EXERCISE GOAL |
The answer must be every line of the data that holds the word "AtomicBool".

Collected data entries:
════════

//! Background execution of a loaded run.
//!
//! [`RunPlan::build`] resolves every algorithm and objective name up front,
//! so a bad name is reported before any thread starts. [`Worker::spawn`]
//! then drives one fresh solver per job on a dedicated thread, one
//! generation at a time, checking the pause gate and the cancel token at
//! every generation boundary.
//!
//! Whatever happens, a worker ends by emitting an optional `error`, the
//! report, and `done`, in that order.

use crate::control::{CancelToken, PauseGate};
use crate::error::{Result, SessionError};
use crate::objective::{Objective, ObjectiveRegistry};
use crate::problem::Argument;
use crate::report::Report;
use crate::request::{AlgorithmInfo, FunctionInfo, Request};
use crate::session::SessionConfig;
use crate::sink::{Event, EventSink};
use crate::solver::{AlgorithmKind, SolverSpec, StepResult};
use log::{error, info};
use std::any::Any;
use std::io;
use std::panic::{self, AssertUnwindSafe};
use std::sync::atomic::{AtomicBool, Ordering};
use std::sync::Arc;
use std::thread::{self, JoinHandle};

/// One algorithm × objective evaluation.
pub struct Job {
    pub function: FunctionInfo,
    pub algorithm: AlgorithmInfo,
    pub objective: Arc<dyn Objective>,
    pub spec: SolverSpec,
}

impl Job {
    fn resolve(
        function: &FunctionInfo,
        algorithm: &AlgorithmInfo,
        steps: usize,
        registry: &ObjectiveRegistry,
    ) -> Result<Self> {
        let kind = AlgorithmKind::parse(&algorithm.algorithm_name).ok_or_else(|| {
            SessionError::algorithm(format!("Unknown algorithm '{}'", algorithm.algorithm_name))
        })?;
        let objective = registry.get(&function.function_name).ok_or_else(|| {
            SessionError::algorithm(format!("Unknown function '{}'", function.function_name))
        })?;
        let spec = SolverSpec::from_params(kind, &algorithm.param_values, steps)
            .map_err(SessionError::validation)?;
        if spec.dimensions() < objective.min_dimensions() {
            return Err(SessionError::algorithm(format!(
                "{} needs at least {} dimensions, {} has {}",
                objective.name(),
                objective.min_dimensions(),
                kind,
                spec.dimensions()
            )));
        }
        Ok(Self {
            function: function.clone(),
            algorithm: algorithm.clone(),
            objective,
            spec,
        })
    }

    fn label(&self) -> String {
        format!("{} on {}", self.spec.kind(), self.objective.name())
    }
}

/// Fully resolved run: jobs in list order plus shared run settings.
pub struct RunPlan {
    pub jobs: Vec<Job>,
    pub steps: usize,
    pub start_step: usize,
    pub arguments: Vec<Argument>,
}

impl RunPlan {
    /// Resolves every name in `request`. The request must already be
    /// validated.
    pub fn build(request: &Request, registry: &ObjectiveRegistry) -> Result<Self> {
        let steps = usize::try_from(request.steps())
            .map_err(|_| SessionError::validation("Steps must be positive"))?;
        let start_step = usize::try_from(request.start_step())
            .map_err(|_| SessionError::validation("Step must not be negative"))?;

        let jobs = match request {
            Request::Algorithm(r) => r
                .function_list
                .iter()
                .map(|f| Job::resolve(f, &r.algorithm, steps, registry))
                .collect::<Result<Vec<_>>>()?,
            Request::Function(r) => r
                .algorithms
                .iter()
                .map(|a| Job::resolve(&r.function, a, steps, registry))
                .collect::<Result<Vec<_>>>()?,
        };

        Ok(Self {
            jobs,
            steps,
            start_step,
            arguments: request.arguments().to_vec(),
        })
    }

    /// Generations the whole run will perform.
    pub fn total_generations(&self) -> usize {
        self.jobs.len() * self.steps.saturating_sub(self.start_step)
    }
}

/// How a worker ended.
#[derive(Debug, Clone, PartialEq)]
pub enum WorkerOutcome {
    Completed,
    Cancelled,
    Failed(SessionError),
}

enum Flow {
    Completed,
    Cancelled,
}

/// Handle to a running worker thread.
pub struct WorkerHandle {
    thread: JoinHandle<WorkerOutcome>,
    completing: Arc<AtomicBool>,
}

impl WorkerHandle {
    /// The thread has returned.
    pub fn is_finished(&self) -> bool {
        self.thread.is_finished()
    }

    /// Iteration is over and terminal events are being emitted.
    pub fn is_completing(&self) -> bool {
        self.completing.load(Ordering::SeqCst)
    }

    /// Blocks until the worker returns.
    pub fn join(self) -> WorkerOutcome {
        self.thread.join().unwrap_or_else(|payload| {
            WorkerOutcome::Failed(SessionError::runtime(format!(
                "worker thread panicked: {}",
                panic_message(payload.as_ref())
            )))
        })
    }
}

/// Drives a [`RunPlan`] on its own thread.
pub struct Worker {
    plan: RunPlan,
    report: Report,
    sink: Arc<dyn EventSink>,
    gate: PauseGate,
    cancel: CancelToken,
    config: SessionConfig,
    completing: Arc<AtomicBool>,
    total: usize,
    done: usize,
}

impl Worker {
    pub fn new(
        plan: RunPlan,
        report: Report,
        sink: Arc<dyn EventSink>,
        gate: PauseGate,
        cancel: CancelToken,
        config: SessionConfig,
    ) -> Self {
        Self {
            total: plan.total_generations(),
            plan,
            report,
            sink,
            gate,
            cancel,
            config,
            completing: Arc::new(AtomicBool::new(false)),
            done: 0,
        }
    }

    /// Starts the worker thread.
    pub fn spawn(self) -> io::Result<WorkerHandle> {
        let completing = Arc::clone(&self.completing);
        let thread = thread::Builder::new()
            .name("solver-worker".into())
            .spawn(move || self.run())?;
        Ok(WorkerHandle { thread, completing })
    }

    /// Runs every job, then emits the terminal events.
    pub fn run(mut self) -> WorkerOutcome {
        let outcome = match self.run_jobs() {
            Ok(Flow::Completed) => WorkerOutcome::Completed,
            Ok(Flow::Cancelled) => WorkerOutcome::Cancelled,
            Err(e) => WorkerOutcome::Failed(e),
        };
        self.completing.store(true, Ordering::SeqCst);

        match &outcome {
            WorkerOutcome::Completed => info!("run completed"),
            WorkerOutcome::Cancelled => info!("run cancelled after {} generations", self.done),
            WorkerOutcome::Failed(e) => {
                error!("run failed: {e}");
                self.sink.emit(Event::error(e.to_string()));
            }
        }
        self.sink.emit(Event::Report(self.report.clone()));
        self.sink.emit(Event::Done);
        outcome
    }

    fn run_jobs(&mut self) -> Result<Flow> {
        let jobs = std::mem::take(&mut self.plan.jobs);
        for job in &jobs {
            if let Flow::Cancelled = self.run_job(job)? {
                return Ok(Flow::Cancelled);
            }
        }
        Ok(Flow::Completed)
    }

    fn run_job(&mut self, job: &Job) -> Result<Flow> {
        self.gate.wait_open();
        if self.cancel.is_cancelled() {
            return Ok(Flow::Cancelled);
        }

        let label = job.label();
        info!("starting {label}");
        self.sink.emit(Event::log(format!("Starting {label}")));

        let (steps, start) = (self.plan.steps, self.plan.start_step);
        let index = self
            .report
            .create_evaluation(&job.function, &job.algorithm, start);
        let mut solver = job
            .spec
            .build(job.function.domain(), &self.plan.arguments, start);

        for _ in start..steps {
            self.gate.wait_open();
            if self.cancel.is_cancelled() {
                return Ok(Flow::Cancelled);
            }

            let objective = job.objective.as_ref();
            let result = panic::catch_unwind(AssertUnwindSafe(|| solver.step(objective)))
                .map_err(|payload| {
                    SessionError::runtime(format!(
                        "{label} panicked: {}",
                        panic_message(payload.as_ref())
                    ))
                })?
                .map_err(|e| SessionError::runtime(format!("{label}: {e}")))?;

            self.report.record(index, &result)?;
            self.done += 1;
            self.emit_progress(index, &result, steps);
        }

        if let Some((_, f)) = solver.best() {
            info!("finished {label}: FBest {f}, {} evaluations", solver.evaluations());
        }
        Ok(Flow::Completed)
    }

    fn emit_progress(&self, index: usize, result: &StepResult, steps: usize) {
        if self.done % self.config.progress_interval == 0 || self.done == self.total {
            let pct = 100.0 * self.done as f64 / self.total.max(1) as f64;
            self.sink.emit(Event::Progress(pct));
        }
        if result.generation % self.config.log_interval == 0 || result.generation == steps {
            let evaluations = self.report.evaluation_count(index).unwrap_or(0);
            self.sink.emit(Event::log(format!(
                "[GEN {}] FBest: {}, evaluations: {}",
                result.generation, result.best_fitness, evaluations
            )));
        }
    }
}

fn panic_message(payload: &(dyn Any + Send)) -> String {
    if let Some(s) = payload.downcast_ref::<&str>() {
        (*s).to_string()
    } else if let Some(s) = payload.downcast_ref::<String>() {
        s.clone()
    } else {
        "unknown panic".to_string()
    }
}
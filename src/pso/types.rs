//! Swarm member.

/// One particle: current position and velocity plus the best position it
/// has visited.
#[derive(Debug, Clone, PartialEq)]
pub struct Particle {
    pub position: Vec<f64>,
    pub velocity: Vec<f64>,
    pub fitness: f64,
    pub best_position: Vec<f64>,
    pub best_fitness: f64,
}

impl Particle {
    /// A particle at `position` whose personal best is its start point.
    pub fn new(position: Vec<f64>, velocity: Vec<f64>, fitness: f64) -> Self {
        Self {
            best_position: position.clone(),
            best_fitness: fitness,
            position,
            velocity,
            fitness,
        }
    }

    /// Records the current position as personal best on strict improvement.
    ///
    /// Returns `true` when the personal best moved.
    pub fn update_best(&mut self) -> bool {
        if self.fitness < self.best_fitness {
            self.best_fitness = self.fitness;
            self.best_position.clone_from(&self.position);
            true
        } else {
            false
        }
    }
}
//! Search-space description shared by both solvers.

use serde::{Deserialize, Serialize};

/// Closed interval `[min, max]` for one axis.
#[derive(Debug, Clone, Copy, PartialEq)]
pub struct Bounds {
    pub min: f64,
    pub max: f64,
}

impl Bounds {
    pub fn new(min: f64, max: f64) -> Self {
        Self { min, max }
    }

    pub fn width(&self) -> f64 {
        self.max - self.min
    }

    pub fn clamp(&self, x: f64) -> f64 {
        x.clamp(self.min, self.max)
    }

    pub fn contains(&self, x: f64) -> bool {
        x >= self.min && x <= self.max
    }

    /// Checks that both ends are finite, `min < max`, and that twice the
    /// width is still finite.
    ///
    /// Samplers draw from intervals up to `2 · width` wide (BLX-0.5 on
    /// parents at opposite ends), so a wider domain would overflow them.
    pub fn validate(&self) -> Result<(), String> {
        if !self.min.is_finite() || !self.max.is_finite() {
            return Err(format!(
                "domain bounds must be finite, got [{}, {}]",
                self.min, self.max
            ));
        }
        if self.min >= self.max {
            return Err(format!(
                "domain min must be smaller than max, got [{}, {}]",
                self.min, self.max
            ));
        }
        if !(2.0 * self.width()).is_finite() {
            return Err(format!(
                "domain is too wide, got [{}, {}]",
                self.min, self.max
            ));
        }
        Ok(())
    }
}

/// Problem domain: a primary interval for every axis, optionally overridden
/// on the last axis by a secondary interval.
///
/// The secondary interval only applies when there are at least two axes;
/// a one-dimensional problem always uses the primary interval.
#[derive(Debug, Clone, Copy, PartialEq)]
pub struct Domain {
    pub primary: Bounds,
    pub secondary: Option<Bounds>,
}

impl Domain {
    pub fn new(primary: Bounds) -> Self {
        Self {
            primary,
            secondary: None,
        }
    }

    pub fn with_secondary(mut self, secondary: Bounds) -> Self {
        self.secondary = Some(secondary);
        self
    }

    /// Bounds for `axis` in a problem with `dims` axes.
    pub fn axis(&self, axis: usize, dims: usize) -> Bounds {
        match self.secondary {
            Some(y) if dims >= 2 && axis + 1 == dims => y,
            _ => self.primary,
        }
    }

    /// Per-axis bounds for a `dims`-dimensional problem.
    pub fn per_axis(&self, dims: usize) -> Vec<Bounds> {
        (0..dims).map(|axis| self.axis(axis, dims)).collect()
    }

    pub fn validate(&self) -> Result<(), String> {
        self.primary.validate()?;
        if let Some(y) = self.secondary {
            y.validate().map_err(|e| format!("secondary {e}"))?;
        }
        Ok(())
    }
}

/// A seed vector supplied by the client.
///
/// Accepts either a bare array `[1.0, 2.0]` or `{ "Values": [1.0, 2.0] }`.
#[derive(Debug, Clone, PartialEq, Serialize, Deserialize)]
#[serde(from = "ArgumentRepr", into = "Vec<f64>")]
pub struct Argument {
    pub values: Vec<f64>,
}

#[derive(Deserialize)]
#[serde(untagged)]
enum ArgumentRepr {
    Plain(Vec<f64>),
    Wrapped {
        #[serde(rename = "Values")]
        values: Vec<f64>,
    },
}

impl From<ArgumentRepr> for Argument {
    fn from(repr: ArgumentRepr) -> Self {
        match repr {
            ArgumentRepr::Plain(values) | ArgumentRepr::Wrapped { values } => Self { values },
        }
    }
}

impl From<Argument> for Vec<f64> {
    fn from(arg: Argument) -> Self {
        arg.values
    }
}

impl From<Vec<f64>> for Argument {
    fn from(values: Vec<f64>) -> Self {
        Self { values }
    }
}

#[cfg(test)]
mod tests {
    use super::*;

    #[test]
    fn test_bounds_validate() {
        assert!(Bounds::new(-5.0, 5.0).validate().is_ok());
        assert!(Bounds::new(5.0, 5.0).validate().is_err());
        assert!(Bounds::new(1.0, -1.0).validate().is_err());
        assert!(Bounds::new(f64::NEG_INFINITY, 0.0).validate().is_err());
        assert!(Bounds::new(0.0, f64::NAN).validate().is_err());
    }

    #[test]
    fn test_bounds_too_wide() {
        assert!(Bounds::new(-1e308, 1e308).validate().is_err());
        assert!(Bounds::new(-f64::MAX, f64::MAX).validate().is_err());
        assert!(Bounds::new(-8e307, 8e307).validate().is_err());
        assert!(Bounds::new(-1e307, 1e307).validate().is_ok());
    }

    #[test]
    fn test_secondary_axis_applies_to_last_axis_only() {
        let d = Domain::new(Bounds::new(-5.0, 5.0)).with_secondary(Bounds::new(-1.0, 1.0));
        let axes = d.per_axis(3);
        assert_eq!(axes[0], Bounds::new(-5.0, 5.0));
        assert_eq!(axes[1], Bounds::new(-5.0, 5.0));
        assert_eq!(axes[2], Bounds::new(-1.0, 1.0));
        assert_eq!(d.axis(0, 1), Bounds::new(-5.0, 5.0));
    }

    #[test]
    fn test_argument_accepts_both_shapes() {
        let a: Argument = serde_json::from_str("[1.0, 2.0]").unwrap();
        let b: Argument = serde_json::from_str(r#"{"Values": [1.0, 2.0]}"#).unwrap();
        assert_eq!(a, b);
        assert_eq!(serde_json::to_string(&a).unwrap(), "[1.0,2.0]");
    }
}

════════

EXERCISE RESPONSE |
use std::sync::atomic::{AtomicBool, Ordering};
    completing: Arc<AtomicBool>,
    completing: Arc<AtomicBool>,
            completing: Arc::new(AtomicBool::new(false)),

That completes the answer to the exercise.